7.4.4 Model Modification
Many researchers end up with mis-specified models. According to Diamantopoulos and Siguaw, 2000, modifications can be made through connecting the indicators to the latent variable from free to fixed or fixed to free. This results in either the permitting or limiting of the various correlations amongst either the measurement errors or latent variables. When model modification is necessary, the type of specification error is key to determining how to modify the model, as Hancock & Mueller, 2010 explain:
With regard to external specification errors – when irrelevant variables were included in the model or substantively important ones were left out –
remediation can only occur by respecifying the model based on more relevant theory. On the other hand, internal specification errors – when unimportant paths among variables were included or when important paths were omitted – can potentially be diagnosed and remedied using Wald statistics and Lagrange multiplier statistics (p. 491).

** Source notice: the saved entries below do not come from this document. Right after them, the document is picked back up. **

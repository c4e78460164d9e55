//! Saved cards, read from local storage. No backend calls.

use store::{KeyValueStore, SavedItem, SavedKind, User};

use super::{admit, dashboard_route, impl_page, Services};
use crate::guard::Access;
use crate::notify::Notifier;
use crate::page::LoadState;

#[derive(Clone)]
pub struct Favorites<A, S: KeyValueStore> {
    services: Services<A, S>,
    pub user: Option<User>,
    pub items: Vec<SavedItem>,
    pub state: LoadState,
    pub notifier: Notifier,
    route: Option<&'static str>,
}

impl_page!(Favorites, fields: [user, items]);

impl<A, S: KeyValueStore> Favorites<A, S> {
    pub fn new(services: Services<A, S>) -> Self {
        Self {
            services,
            user: None,
            items: Vec::new(),
            state: LoadState::Initializing,
            notifier: Notifier::new(),
            route: None,
        }
    }

    pub fn activate(&mut self) {
        let Some(user) = admit(&self.services, Access::SignedIn, &mut self.state) else {
            return;
        };
        self.user = Some(user);
        self.items = self.services.favorites.list();
        self.state = LoadState::Ready;
    }

    pub fn of_kind(&self, kind: SavedKind) -> impl Iterator<Item = &SavedItem> {
        self.items.iter().filter(move |item| item.kind == kind)
    }

    /// Where the empty-state "browse" button leads.
    pub fn browse_route(&self) -> &'static str {
        self.user
            .as_ref()
            .map(|u| dashboard_route(u.role()))
            .unwrap_or(super::routes::LANDING)
    }
}

#[cfg(test)]
mod tests {
    use super::*;
    use crate::testing::{researcher, services, FakeApi};
    use store::{MemoryStore, FAVORITES_KEY};

    fn saved(id: &str, kind: SavedKind) -> SavedItem {
        SavedItem {
            id: id.to_string(),
            kind,
            title: format!("Saved {id}"),
            description: None,
            url: None,
            external: false,
        }
    }

    #[test]
    fn test_lists_saved_items_in_order() {
        let api = FakeApi::new();
        let services = services(&api, Some(researcher()));
        services.favorites.add(saved("1", SavedKind::Trial));
        services.favorites.add(saved("ext-pub-9", SavedKind::Publication));

        let mut page = Favorites::new(services);
        page.activate();

        let ids: Vec<&str> = page.items.iter().map(|i| i.id.as_str()).collect();
        assert_eq!(ids, vec!["1", "ext-pub-9"]);
        assert_eq!(page.of_kind(SavedKind::Publication).count(), 1);
        assert_eq!(page.browse_route(), "/researcher/dashboard");
        assert!(api.calls().is_empty());
    }

    #[test]
    fn test_malformed_storage_is_empty() {
        let store = MemoryStore::new();
        store.set(FAVORITES_KEY, "not json");
        let services = Services::new(FakeApi::new(), store);
        services.session.save(&researcher());

        let mut page = Favorites::new(services);
        page.activate();
        assert!(page.items.is_empty());
        assert_eq!(page.state, LoadState::Ready);
    }

    #[test]
    fn test_requires_session() {
        let api = FakeApi::new();
        let mut page = Favorites::new(services(&api, None));
        page.activate();
        assert_eq!(page.state, LoadState::Redirected("/"));
        assert_eq!(page.browse_route(), "/");
    }
}
//! Cards shown on the dashboards.
//!
//! Trials and publications come from two places: the platform's own records
//! and the external registries the backend proxies. Both are normalised into
//! one card type per kind, tagged with their [`Source`]. Internal cards keep
//! the numeric id; external cards get a synthesized `ext-trial-*` or
//! `ext-pub-*` id built from the registry id, or from the item's position when
//! the registry id is missing.

use api::models::{ExternalPublication, ExternalTrial, Publication, Trial};
use store::{SavedItem, SavedKind};

const NO_ABSTRACT: &str = "No abstract available";

#[derive(Clone, Copy, Debug, PartialEq, Eq)]
pub enum Source {
    Internal,
    External,
}

#[derive(Clone, Debug, PartialEq)]
pub struct TrialCard {
    pub id: String,
    pub title: String,
    pub condition: Option<String>,
    pub phase: Option<String>,
    pub location: Option<String>,
    pub description: Option<String>,
    pub url: Option<String>,
    /// Owning researcher, internal trials only.
    pub researcher_id: Option<i64>,
    pub source: Source,
}

impl TrialCard {
    pub fn internal(trial: &Trial) -> Self {
        Self {
            id: trial.id.to_string(),
            title: trial.title.clone(),
            condition: Some(trial.condition.clone()),
            phase: Some(trial.phase.to_string()),
            location: Some(trial.location.clone()),
            description: trial.description.clone(),
            url: None,
            researcher_id: Some(trial.researcher_id),
            source: Source::Internal,
        }
    }

    pub fn external(index: usize, trial: &ExternalTrial) -> Self {
        Self {
            id: external_id("ext-trial", trial.nct_id.as_deref(), index),
            title: trial.title.clone(),
            condition: trial.condition.clone(),
            phase: trial.phase.clone(),
            location: trial.location.clone(),
            description: trial.description.clone(),
            url: trial.url.clone(),
            researcher_id: None,
            source: Source::External,
        }
    }

    pub fn is_external(&self) -> bool {
        self.source == Source::External
    }

    /// Text handed to the summarizer.
    pub fn summary_text(&self) -> String {
        format!(
            "{}. {} Phase: {}. Location: {}",
            self.title,
            self.description.as_deref().unwrap_or(""),
            self.phase.as_deref().unwrap_or(""),
            self.location.as_deref().unwrap_or(""),
        )
    }

    pub fn to_saved(&self) -> SavedItem {
        SavedItem {
            id: self.id.clone(),
            kind: SavedKind::Trial,
            title: self.title.clone(),
            description: self.description.clone(),
            url: self.url.clone(),
            external: self.is_external(),
        }
    }
}

#[derive(Clone, Debug, PartialEq)]
pub struct PublicationCard {
    pub id: String,
    pub title: String,
    pub summary: String,
    pub authors: Option<String>,
    pub journal: Option<String>,
    pub url: Option<String>,
    pub researcher_id: Option<i64>,
    pub source: Source,
}

impl PublicationCard {
    pub fn internal(publication: &Publication) -> Self {
        Self {
            id: publication.id.to_string(),
            title: publication.title.clone(),
            summary: publication.summary.clone(),
            authors: None,
            journal: None,
            url: None,
            researcher_id: Some(publication.researcher_id),
            source: Source::Internal,
        }
    }

    pub fn external(index: usize, publication: &ExternalPublication) -> Self {
        let summary = publication
            .r#abstract
            .as_deref()
            .filter(|a| !a.trim().is_empty())
            .unwrap_or(NO_ABSTRACT);
        Self {
            id: external_id("ext-pub", publication.external_id.as_deref(), index),
            title: publication.title.clone(),
            summary: summary.to_string(),
            authors: publication.authors.clone(),
            journal: publication.journal.clone(),
            url: publication.url.clone(),
            researcher_id: None,
            source: Source::External,
        }
    }

    pub fn is_external(&self) -> bool {
        self.source == Source::External
    }

    pub fn summary_text(&self) -> String {
        format!("{}. {}", self.title, self.summary)
    }

    pub fn to_saved(&self) -> SavedItem {
        SavedItem {
            id: self.id.clone(),
            kind: SavedKind::Publication,
            title: self.title.clone(),
            description: Some(self.summary.clone()),
            url: self.url.clone(),
            external: self.is_external(),
        }
    }
}

fn external_id(prefix: &str, source_id: Option<&str>, index: usize) -> String {
    match source_id.map(str::trim).filter(|id| !id.is_empty()) {
        Some(id) => format!("{prefix}-{id}"),
        None => format!("{prefix}-{index}"),
    }
}

/// Internal trials first, external appended in registry order. No de-duplication.
pub fn merge_trials(internal: &[Trial], external: &[ExternalTrial]) -> Vec<TrialCard> {
    internal
        .iter()
        .map(TrialCard::internal)
        .chain(
            external
                .iter()
                .enumerate()
                .map(|(i, t)| TrialCard::external(i, t)),
        )
        .collect()
}

/// Internal publications first, external appended. No de-duplication.
pub fn merge_publications(
    internal: &[Publication],
    external: &[ExternalPublication],
) -> Vec<PublicationCard> {
    internal
        .iter()
        .map(PublicationCard::internal)
        .chain(
            external
                .iter()
                .enumerate()
                .map(|(i, p)| PublicationCard::external(i, p)),
        )
        .collect()
}
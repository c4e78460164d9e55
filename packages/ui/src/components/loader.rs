use dioxus::prelude::*;

#[derive(Clone, Copy, Debug, Default, PartialEq, Eq)]
pub enum LoaderSize {
    Sm,
    #[default]
    Md,
    Lg,
}

impl LoaderSize {
    fn class(&self) -> &'static str {
        match self {
            LoaderSize::Sm => "loader-spinner loader-spinner--sm",
            LoaderSize::Md => "loader-spinner loader-spinner--md",
            LoaderSize::Lg => "loader-spinner loader-spinner--lg",
        }
    }
}

#[component]
pub fn Loader(
    #[props(default = "Loading...".to_string())] text: String,
    #[props(default)] size: LoaderSize,
) -> Element {
    rsx! {
        div {
            class: "loader",
            div { class: size.class() }
            if !text.is_empty() {
                p { class: "loader-text", "{text}" }
            }
        }
    }
}
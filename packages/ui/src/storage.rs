//! Platform key/value store for the session and favorites.
//!
//! - **Web** (WASM + `web` feature): the browser's `localStorage`
//! - **Native**: JSON files under `<data_dir>/curalink/`
//! - **WASM without `web`**: in memory, nothing survives a reload

#[cfg(all(target_arch = "wasm32", feature = "web"))]
pub type AppStore = store::LocalStorage;

#[cfg(all(target_arch = "wasm32", not(feature = "web")))]
pub type AppStore = store::MemoryStore;

#[cfg(not(target_arch = "wasm32"))]
pub type AppStore = store::FileStore;

/// Create the platform-appropriate store.
pub fn make_store() -> AppStore {
    #[cfg(all(target_arch = "wasm32", feature = "web"))]
    {
        store::LocalStorage::new()
    }
    #[cfg(all(target_arch = "wasm32", not(feature = "web")))]
    {
        tracing::warn!("built without the web feature, session will not persist");
        store::MemoryStore::new()
    }
    #[cfg(not(target_arch = "wasm32"))]
    {
        store::FileStore::new(data_dir())
    }
}

#[cfg(not(target_arch = "wasm32"))]
fn data_dir() -> std::path::PathBuf {
    dirs::data_dir()
        .unwrap_or_else(|| std::path::PathBuf::from("."))
        .join("curalink")
}

#[cfg(all(test, not(target_arch = "wasm32")))]
mod tests {
    use super::*;
    use store::KeyValueStore;

    fn assert_store<S: KeyValueStore + Clone + 'static>() {}

    #[test]
    fn test_native_store_lives_under_data_dir() {
        assert_store::<AppStore>();
        assert!(data_dir().ends_with("curalink"));
    }
}
//! # Browser `localStorage` store
//!
//! [`LocalStorage`] is the [`KeyValueStore`] used on the **web platform**. It
//! reads and writes the origin's `window.localStorage`, which is where the
//! session record (`"user"`) and the favorites list (`"favorites"`) live.
//!
//! ## Error handling
//!
//! Storage can be missing (no window, private browsing) or full. Reads then
//! return `None` and writes are logged and dropped, so a broken storage area
//! degrades to "signed out, nothing saved" instead of crashing the page.

use web_sys::Storage;

use crate::kv::KeyValueStore;

/// `window.localStorage`-backed KeyValueStore.
#[derive(Clone, Copy, Debug, Default)]
pub struct LocalStorage;

impl LocalStorage {
    pub fn new() -> Self {
        Self
    }

    fn area() -> Option<Storage> {
        web_sys::window()?.local_storage().ok()?
    }
}

impl KeyValueStore for LocalStorage {
    fn get(&self, key: &str) -> Option<String> {
        Self::area()?.get_item(key).ok()?
    }

    fn set(&self, key: &str, value: &str) {
        let Some(area) = Self::area() else {
            tracing::warn!("localStorage unavailable, dropping write to {}", key);
            return;
        };
        if let Err(e) = area.set_item(key, value) {
            tracing::warn!("Failed to write {} to localStorage: {:?}", key, e);
        }
    }

    fn remove(&self, key: &str) {
        if let Some(area) = Self::area() {
            let _ = area.remove_item(key);
        }
    }
}
//! `/meetings` resource.

use std::future::Future;

use crate::client::{ApiClient, Query};
use crate::error::ApiError;
use crate::models::{Acknowledgement, MeetingRequest, NewMeetingRequest, RequestStatus, StatusUpdate};

pub trait MeetingsApi {
    /// `POST /meetings/`; 400 when the expert has meetings turned off.
    fn create_meeting_request(
        &self,
        request: &NewMeetingRequest,
    ) -> impl Future<Output = Result<MeetingRequest, ApiError>>;
    /// `GET /meetings/?user_id=&status=`
    fn list_meeting_requests(
        &self,
        user_id: Option<i64>,
        status: Option<&RequestStatus>,
    ) -> impl Future<Output = Result<Vec<MeetingRequest>, ApiError>>;
    /// `PUT /meetings/{id}`
    fn update_meeting_request(
        &self,
        id: i64,
        status: RequestStatus,
    ) -> impl Future<Output = Result<MeetingRequest, ApiError>>;
    /// `DELETE /meetings/{id}`
    fn delete_meeting_request(
        &self,
        id: i64,
    ) -> impl Future<Output = Result<Acknowledgement, ApiError>>;
    /// `GET /meetings/sent/{user_id}`
    fn list_sent_meeting_requests(
        &self,
        user_id: i64,
    ) -> impl Future<Output = Result<Vec<MeetingRequest>, ApiError>>;
    /// `GET /meetings/received/{user_id}`: requests addressed to this expert.
    fn list_received_meeting_requests(
        &self,
        user_id: i64,
    ) -> impl Future<Output = Result<Vec<MeetingRequest>, ApiError>>;
}

impl MeetingsApi for ApiClient {
    async fn create_meeting_request(
        &self,
        request: &NewMeetingRequest,
    ) -> Result<MeetingRequest, ApiError> {
        self.post("/meetings/", Some(request), &Query::new()).await
    }

    async fn list_meeting_requests(
        &self,
        user_id: Option<i64>,
        status: Option<&RequestStatus>,
    ) -> Result<Vec<MeetingRequest>, ApiError> {
        let query = Query::new()
            .with_opt("user_id", user_id)
            .with_opt("status", status);
        self.get("/meetings/", &query).await
    }

    async fn update_meeting_request(
        &self,
        id: i64,
        status: RequestStatus,
    ) -> Result<MeetingRequest, ApiError> {
        self.put(&format!("/meetings/{id}"), &StatusUpdate { status })
            .await
    }

    async fn delete_meeting_request(&self, id: i64) -> Result<Acknowledgement, ApiError> {
        self.delete(&format!("/meetings/{id}")).await
    }

    async fn list_sent_meeting_requests(
        &self,
        user_id: i64,
    ) -> Result<Vec<MeetingRequest>, ApiError> {
        self.get(&format!("/meetings/sent/{user_id}"), &Query::new())
            .await
    }

    async fn list_received_meeting_requests(
        &self,
        user_id: i64,
    ) -> Result<Vec<MeetingRequest>, ApiError> {
        self.get(&format!("/meetings/received/{user_id}"), &Query::new())
            .await
    }
}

Generally speaking, when measures of either component or overall fit indicate mis-specification, researchers generally have two options: reject the model or make minor modifications. If a strict confirmatory approach is chosen, the model is rejected, but this option is not common as many consider it too inflexible (Jöreskog, 1993). The more flexible approach to dealing with mis-specified models is employing minor modifications, which often involves either the addition of model parameters or omission of measurement paths.

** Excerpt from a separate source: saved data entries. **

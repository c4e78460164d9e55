//! `/trials` resource.

use std::future::Future;

use crate::client::{ApiClient, Query};
use crate::error::ApiError;
use crate::models::{Acknowledgement, NewTrial, Trial};

pub trait TrialsApi {
    /// `POST /trials/`
    fn create_trial(&self, trial: &NewTrial) -> impl Future<Output = Result<Trial, ApiError>>;
    /// `GET /trials/?condition=&location=`
    fn list_trials(
        &self,
        condition: Option<&str>,
        location: Option<&str>,
    ) -> impl Future<Output = Result<Vec<Trial>, ApiError>>;
    /// `GET /trials/{id}`
    fn get_trial(&self, id: i64) -> impl Future<Output = Result<Trial, ApiError>>;
    /// `PUT /trials/{id}` replaces the whole record.
    fn update_trial(
        &self,
        id: i64,
        trial: &NewTrial,
    ) -> impl Future<Output = Result<Trial, ApiError>>;
    /// `DELETE /trials/{id}`
    fn delete_trial(&self, id: i64) -> impl Future<Output = Result<Acknowledgement, ApiError>>;
}

impl TrialsApi for ApiClient {
    async fn create_trial(&self, trial: &NewTrial) -> Result<Trial, ApiError> {
        self.post("/trials/", Some(trial), &Query::new()).await
    }

    async fn list_trials(
        &self,
        condition: Option<&str>,
        location: Option<&str>,
    ) -> Result<Vec<Trial>, ApiError> {
        let query = Query::new()
            .with_opt("condition", condition)
            .with_opt("location", location);
        self.get("/trials/", &query).await
    }

    async fn get_trial(&self, id: i64) -> Result<Trial, ApiError> {
        self.get(&format!("/trials/{id}"), &Query::new()).await
    }

    async fn update_trial(&self, id: i64, trial: &NewTrial) -> Result<Trial, ApiError> {
        self.put(&format!("/trials/{id}"), trial).await
    }

    async fn delete_trial(&self, id: i64) -> Result<Acknowledgement, ApiError> {
        self.delete(&format!("/trials/{id}")).await
    }
}

#[cfg(test)]
mod tests {
    use super::*;
    use crate::models::Phase;
    use crate::test_server::TestServer;
    use serde_json::json;

    fn trial_row() -> serde_json::Value {
        json!({
            "id": 1, "title": "Insulin pump study", "condition": "Diabetes",
            "phase": "Phase III", "location": "Boston", "description": "Closed loop",
            "researcher_id": 7, "created_at": "2024-05-02T09:15:00"
        })
    }

    #[tokio::test]
    async fn test_list_omits_absent_filters() {
        let server = TestServer::start(vec![("/trials/", 200, json!([trial_row()]))]).await;
        let client = server.client();

        let trials = client.list_trials(Some("Diabetes"), None).await.unwrap();
        assert_eq!(trials[0].phase, Phase::III);
        assert_eq!(server.last().query.as_deref(), Some("condition=Diabetes"));

        client.list_trials(None, Some("")).await.unwrap();
        assert!(server.last().query.is_none());
    }

    #[tokio::test]
    async fn test_create_update_delete() {
        let server = TestServer::start(vec![
            ("POST /trials/", 201, trial_row()),
            ("PUT /trials/1", 200, trial_row()),
            ("DELETE /trials/1", 200, json!({"message": "Trial deleted successfully"})),
        ])
        .await;
        let client = server.client();
        let body = NewTrial {
            title: "Insulin pump study".into(),
            condition: "Diabetes".into(),
            phase: Phase::III,
            location: "Boston".into(),
            description: None,
            researcher_id: 7,
        };

        let created = client.create_trial(&body).await.unwrap();
        assert_eq!(server.last().body.unwrap()["phase"], "Phase III");

        client.update_trial(created.id, &NewTrial::from(&created)).await.unwrap();
        assert_eq!(server.last().body.unwrap()["description"], "Closed loop");

        let ack = client.delete_trial(created.id).await.unwrap();
        assert_eq!(ack.message, "Trial deleted successfully");
        assert_eq!(server.last().method, "DELETE");
    }

    #[tokio::test]
    async fn test_get_missing_trial() {
        let server = TestServer::start(vec![(
            "/trials/99",
            404,
            json!({"detail": "Trial not found"}),
        )])
        .await;
        let err = server.client().get_trial(99).await.unwrap_err();
        assert_eq!(err.message_or("Failed to load trial"), "Trial not found");
    }
}
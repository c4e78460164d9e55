use std::collections::HashMap;
use std::sync::{Arc, Mutex, MutexGuard, PoisonError};

use crate::kv::KeyValueStore;

/// In-memory KeyValueStore for testing and fixtures.
///
/// Clones share the same map, so a fixture handed to a controller can be
/// inspected afterwards.
#[derive(Clone, Debug, Default)]
pub struct MemoryStore {
    entries: Arc<Mutex<HashMap<String, String>>>,
}

impl MemoryStore {
    pub fn new() -> Self {
        Self::default()
    }

    fn entries(&self) -> MutexGuard<'_, HashMap<String, String>> {
        self.entries.lock().unwrap_or_else(PoisonError::into_inner)
    }

    pub fn is_empty(&self) -> bool {
        self.entries().is_empty()
    }
}

impl KeyValueStore for MemoryStore {
    fn get(&self, key: &str) -> Option<String> {
        self.entries().get(key).cloned()
    }

    fn set(&self, key: &str, value: &str) {
        self.entries().insert(key.to_string(), value.to_string());
    }

    fn remove(&self, key: &str) {
        self.entries().remove(key);
    }
}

When using the popular method of introducing additional model parameters, the Modification Index (MI) can be used in the determination of which parameters in particular could be used in the improvement of overall chi-square (Bechger, Verstralen
& Verhelst, 2002) but researchers should keep in mind that the inclusion of supplementary parameters often results in having to perform post-hoc explanations as
to why additional parameters were not included in the first place (Ruxton &
Beauchamp, 2008).
On the other hand, the omission of paths in the measurement element of the model usually involves either the reduction of latent variable indicators with low factor loadings or the creation of a composite score using multiple indicators of a latent variable. There are arguments supporting the idea that there is a loss of meaning for latent variables when indicators that represent important aspects of the variable are removed. However, Bollen and Lennox (1991) highlight the interchangeable nature of indicators of roughly equal reliabilities while pointing out that the composite indicators and latent variables are not equivalent to one another. An increasingly popular alternative to the above two options is testing a number of competing models and accepting the strongest and most appropriate model (Jöreskog, 1993). This model comparison approach was used in this piece of research and was based on the a priori development of a number of models. This approach was deemed most effective due to the other approaches being difficult in both practice and their ability to be replicated.